[Opening Data section]

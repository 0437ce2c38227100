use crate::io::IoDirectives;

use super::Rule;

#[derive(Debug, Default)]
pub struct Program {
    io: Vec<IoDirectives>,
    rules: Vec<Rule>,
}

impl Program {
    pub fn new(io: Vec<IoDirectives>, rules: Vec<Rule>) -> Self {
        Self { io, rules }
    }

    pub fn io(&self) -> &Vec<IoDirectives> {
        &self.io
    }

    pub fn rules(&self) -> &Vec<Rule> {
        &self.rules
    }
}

[Closing Data section]
[Opening Data section]

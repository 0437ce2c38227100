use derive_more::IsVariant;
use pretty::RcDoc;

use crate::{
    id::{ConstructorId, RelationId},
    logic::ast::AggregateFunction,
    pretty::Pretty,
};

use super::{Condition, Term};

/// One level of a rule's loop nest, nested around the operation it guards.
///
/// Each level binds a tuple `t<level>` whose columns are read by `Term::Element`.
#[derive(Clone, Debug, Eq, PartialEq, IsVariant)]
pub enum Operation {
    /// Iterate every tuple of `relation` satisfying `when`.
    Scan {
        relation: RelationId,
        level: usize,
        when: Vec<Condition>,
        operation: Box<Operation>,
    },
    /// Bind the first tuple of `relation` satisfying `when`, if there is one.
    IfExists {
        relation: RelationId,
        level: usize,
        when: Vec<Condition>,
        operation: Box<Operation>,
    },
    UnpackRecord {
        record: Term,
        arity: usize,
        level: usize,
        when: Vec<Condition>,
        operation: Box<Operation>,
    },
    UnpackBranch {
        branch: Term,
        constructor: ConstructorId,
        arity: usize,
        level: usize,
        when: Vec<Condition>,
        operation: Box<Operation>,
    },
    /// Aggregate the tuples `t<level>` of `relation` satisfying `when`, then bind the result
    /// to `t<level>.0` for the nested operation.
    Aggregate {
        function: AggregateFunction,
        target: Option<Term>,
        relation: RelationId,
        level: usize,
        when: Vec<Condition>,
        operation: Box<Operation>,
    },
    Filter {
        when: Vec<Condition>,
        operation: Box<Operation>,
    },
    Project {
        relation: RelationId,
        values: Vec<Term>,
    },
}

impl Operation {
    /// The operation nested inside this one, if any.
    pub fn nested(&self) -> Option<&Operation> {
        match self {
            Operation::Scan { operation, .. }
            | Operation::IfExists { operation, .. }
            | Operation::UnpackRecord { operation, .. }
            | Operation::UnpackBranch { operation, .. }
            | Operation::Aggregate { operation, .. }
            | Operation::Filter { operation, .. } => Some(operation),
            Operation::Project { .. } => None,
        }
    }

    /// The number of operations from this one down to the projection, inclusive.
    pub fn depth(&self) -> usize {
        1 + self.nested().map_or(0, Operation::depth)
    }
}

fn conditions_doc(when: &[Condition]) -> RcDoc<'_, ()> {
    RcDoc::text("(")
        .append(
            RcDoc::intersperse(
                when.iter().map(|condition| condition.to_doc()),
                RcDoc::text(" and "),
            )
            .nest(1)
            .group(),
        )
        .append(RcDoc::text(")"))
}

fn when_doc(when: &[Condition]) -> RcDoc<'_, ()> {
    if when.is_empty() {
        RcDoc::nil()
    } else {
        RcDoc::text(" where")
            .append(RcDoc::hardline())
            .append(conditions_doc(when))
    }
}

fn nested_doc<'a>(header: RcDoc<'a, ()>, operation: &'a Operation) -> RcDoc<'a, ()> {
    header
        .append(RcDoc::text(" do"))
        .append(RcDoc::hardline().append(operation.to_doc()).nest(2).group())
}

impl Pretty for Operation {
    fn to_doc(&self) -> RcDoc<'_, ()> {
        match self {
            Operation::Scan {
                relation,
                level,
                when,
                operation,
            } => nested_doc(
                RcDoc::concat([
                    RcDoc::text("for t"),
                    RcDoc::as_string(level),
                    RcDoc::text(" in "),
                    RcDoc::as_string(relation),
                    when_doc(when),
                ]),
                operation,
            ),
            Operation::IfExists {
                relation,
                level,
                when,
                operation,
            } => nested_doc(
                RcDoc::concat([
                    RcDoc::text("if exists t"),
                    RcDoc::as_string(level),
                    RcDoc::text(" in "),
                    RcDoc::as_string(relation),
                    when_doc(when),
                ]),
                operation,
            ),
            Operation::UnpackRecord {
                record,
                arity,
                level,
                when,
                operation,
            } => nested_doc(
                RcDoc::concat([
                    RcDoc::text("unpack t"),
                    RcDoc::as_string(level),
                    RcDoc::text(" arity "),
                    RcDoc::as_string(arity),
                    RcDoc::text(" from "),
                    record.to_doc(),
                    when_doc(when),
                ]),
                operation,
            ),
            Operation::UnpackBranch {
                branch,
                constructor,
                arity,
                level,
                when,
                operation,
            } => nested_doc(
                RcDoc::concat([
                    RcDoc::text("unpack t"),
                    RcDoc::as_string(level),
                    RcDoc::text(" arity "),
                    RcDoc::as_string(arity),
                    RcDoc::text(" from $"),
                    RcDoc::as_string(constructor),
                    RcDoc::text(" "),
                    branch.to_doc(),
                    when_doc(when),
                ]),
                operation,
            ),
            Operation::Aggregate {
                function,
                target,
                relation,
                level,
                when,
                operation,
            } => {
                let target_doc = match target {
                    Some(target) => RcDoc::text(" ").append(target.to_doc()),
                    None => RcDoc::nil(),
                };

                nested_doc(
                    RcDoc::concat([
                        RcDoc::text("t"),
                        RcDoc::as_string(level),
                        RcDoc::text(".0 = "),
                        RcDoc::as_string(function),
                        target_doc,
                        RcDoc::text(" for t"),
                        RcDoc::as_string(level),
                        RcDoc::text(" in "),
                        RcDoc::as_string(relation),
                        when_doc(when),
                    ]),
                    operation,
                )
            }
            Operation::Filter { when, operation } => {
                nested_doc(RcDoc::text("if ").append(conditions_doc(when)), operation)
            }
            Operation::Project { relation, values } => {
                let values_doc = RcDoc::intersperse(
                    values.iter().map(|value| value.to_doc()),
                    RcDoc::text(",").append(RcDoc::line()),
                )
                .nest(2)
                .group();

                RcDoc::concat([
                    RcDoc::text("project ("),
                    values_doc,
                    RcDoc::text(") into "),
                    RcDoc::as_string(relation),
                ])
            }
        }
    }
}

[Closing Data section]

Assignment: Please return all lines from the records that hold the word "depth".

Answer to the problem:
    pub fn depth(&self) -> usize {
        1 + self.nested().map_or(0, Operation::depth)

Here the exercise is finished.